What lines of the data below hold "Debug"? Show them.

** RECORDS SUPPLIED follows **

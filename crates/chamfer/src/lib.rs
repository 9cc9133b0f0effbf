//! Command line front end for the corner smoother: configuration, a static
//! obstacle scene, and path file handling.

use anyhow::{Context, Result};
use chamfer_core::{
    ClearanceOracle, Collaborators, LinearTrajectory, ObjectRegistry, TrapezoidSampler, Waypoint,
    cut_corners,
};

pub mod config;
pub mod path;
pub mod world;

use config::Config;
use world::World;

/// Smooth `waypoints` for an object of the configured scene.
pub fn smooth_path(
    config: &Config,
    object: Option<&str>,
    waypoints: &[Waypoint],
) -> Result<Vec<Waypoint>> {
    let object = config.object_name(object)?;
    let world = World::from_config(config);
    let ctx = Collaborators::new(&world, &world, &TrapezoidSampler);
    cut_corners(&ctx, object, waypoints, &config.smoothing)
        .with_context(|| format!("failed to smooth path for {object:?}"))
}

/// Clearance verdict for one segment of a path
#[derive(Debug, Clone, PartialEq)]
pub struct SegmentReport {
    pub index: usize,
    pub length: f64,
    /// Time to traverse the segment under the configured motion limits
    pub duration: f64,
    /// Time into the segment at which the first colliding sample is reached
    pub blocked_at: Option<f64>,
}

impl SegmentReport {
    pub fn is_clear(&self) -> bool {
        self.blocked_at.is_none()
    }
}

/// Check every segment of `waypoints` against the configured scene.
pub fn check_path(
    config: &Config,
    object: Option<&str>,
    waypoints: &[Waypoint],
) -> Result<Vec<SegmentReport>> {
    let name = config.object_name(object)?;
    let world = World::from_config(config);
    let object = world.resolve(name)?;

    let mut reports = Vec::with_capacity(waypoints.len().saturating_sub(1));
    for (index, pair) in waypoints.windows(2).enumerate() {
        let trajectory = LinearTrajectory::new(
            pair[0].clone(),
            pair[1].clone(),
            config.motion.max_velocity,
            config.motion.max_acceleration,
        )
        .with_context(|| format!("failed to plan segment {index}"))?;
        let samples = trajectory
            .sample_timed(config.smoothing.step_resolution)
            .with_context(|| format!("failed to sample segment {index}"))?;

        let mut blocked_at = None;
        for (time, point) in &samples {
            let clear = world
                .is_clear(&object, std::slice::from_ref(point))
                .map_err(chamfer_core::Error::Oracle)
                .with_context(|| format!("failed to check segment {index}"))?;
            if !clear {
                blocked_at = Some(*time);
                break;
            }
        }

        reports.push(SegmentReport {
            index,
            length: trajectory.length(),
            duration: trajectory.duration(),
            blocked_at,
        });
    }
    Ok(reports)
}
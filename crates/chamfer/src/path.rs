//! Reading and writing waypoint paths as JSON arrays of coordinate arrays.

use anyhow::{Context, Result};
use chamfer_core::Waypoint;
use std::{fs, path::Path};

pub fn load<P: AsRef<Path>>(path: P) -> Result<Vec<Waypoint>> {
    let path = path.as_ref();
    let content = fs::read_to_string(path)
        .with_context(|| format!("failed to read path file {}", path.display()))?;
    parse(&content).with_context(|| format!("failed to parse path file {}", path.display()))
}

pub fn parse(content: &str) -> Result<Vec<Waypoint>> {
    let waypoints: Vec<Waypoint> = serde_json::from_str(content)?;
    if let Some(index) = waypoints.iter().position(|w| !w.is_finite()) {
        anyhow::bail!("waypoint {index} has non-finite coordinates");
    }
    Ok(waypoints)
}

/// Render a path as JSON, one waypoint per line.
pub fn render(waypoints: &[Waypoint]) -> Result<String> {
    let mut out = String::from("[");
    for (i, waypoint) in waypoints.iter().enumerate() {
        out.push_str(if i == 0 { "\n  " } else { ",\n  " });
        out.push_str(&serde_json::to_string(waypoint)?);
    }
    if !waypoints.is_empty() {
        out.push('\n');
    }
    out.push_str("]\n");
    Ok(out)
}
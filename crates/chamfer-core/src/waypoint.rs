use serde::{Deserialize, Serialize};
use std::ops::Deref;

/// A point in n-dimensional configuration space.
///
/// Serializes as a plain array of numbers.
#[derive(Clone, Debug, Default, PartialEq, Serialize, Deserialize)]
#[serde(transparent)]
pub struct Waypoint(Vec<f64>);

impl Waypoint {
    pub fn new(coords: Vec<f64>) -> Self {
        Self(coords)
    }

    /// Number of coordinates
    pub fn dim(&self) -> usize {
        self.0.len()
    }

    pub fn as_slice(&self) -> &[f64] {
        &self.0
    }

    pub fn into_inner(self) -> Vec<f64> {
        self.0
    }

    pub fn is_finite(&self) -> bool {
        self.0.iter().all(|c| c.is_finite())
    }
}

impl Deref for Waypoint {
    type Target = [f64];

    fn deref(&self) -> &[f64] {
        &self.0
    }
}

impl AsRef<[f64]> for Waypoint {
    fn as_ref(&self) -> &[f64] {
        &self.0
    }
}

impl From<Vec<f64>> for Waypoint {
    fn from(coords: Vec<f64>) -> Self {
        Self(coords)
    }
}

impl<const N: usize> From<[f64; N]> for Waypoint {
    fn from(coords: [f64; N]) -> Self {
        Self(coords.to_vec())
    }
}

impl FromIterator<f64> for Waypoint {
    fn from_iter<I: IntoIterator<Item = f64>>(iter: I) -> Self {
        Self(iter.into_iter().collect())
    }
}

#[cfg(test)]
mod tests {
    use super::*;

    #[test]
    fn derefs_to_slice() {
        let w = Waypoint::from([1.0, 2.0, 3.0]);
        assert_eq!(w.dim(), 3);
        assert_eq!(w[1], 2.0);
        assert_eq!(w.iter().sum::<f64>(), 6.0);
    }

    #[test]
    fn finite_check() {
        assert!(Waypoint::from([0.0, 1.0]).is_finite());
        assert!(!Waypoint::from([0.0, f64::INFINITY]).is_finite());
    }
}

** End of RECORDS SUPPLIED **

◆ REPLY TO THE EXERCISE
#[derive(Debug, Clone, PartialEq)]
#[derive(Clone, Debug, Default, PartialEq, Serialize, Deserialize)]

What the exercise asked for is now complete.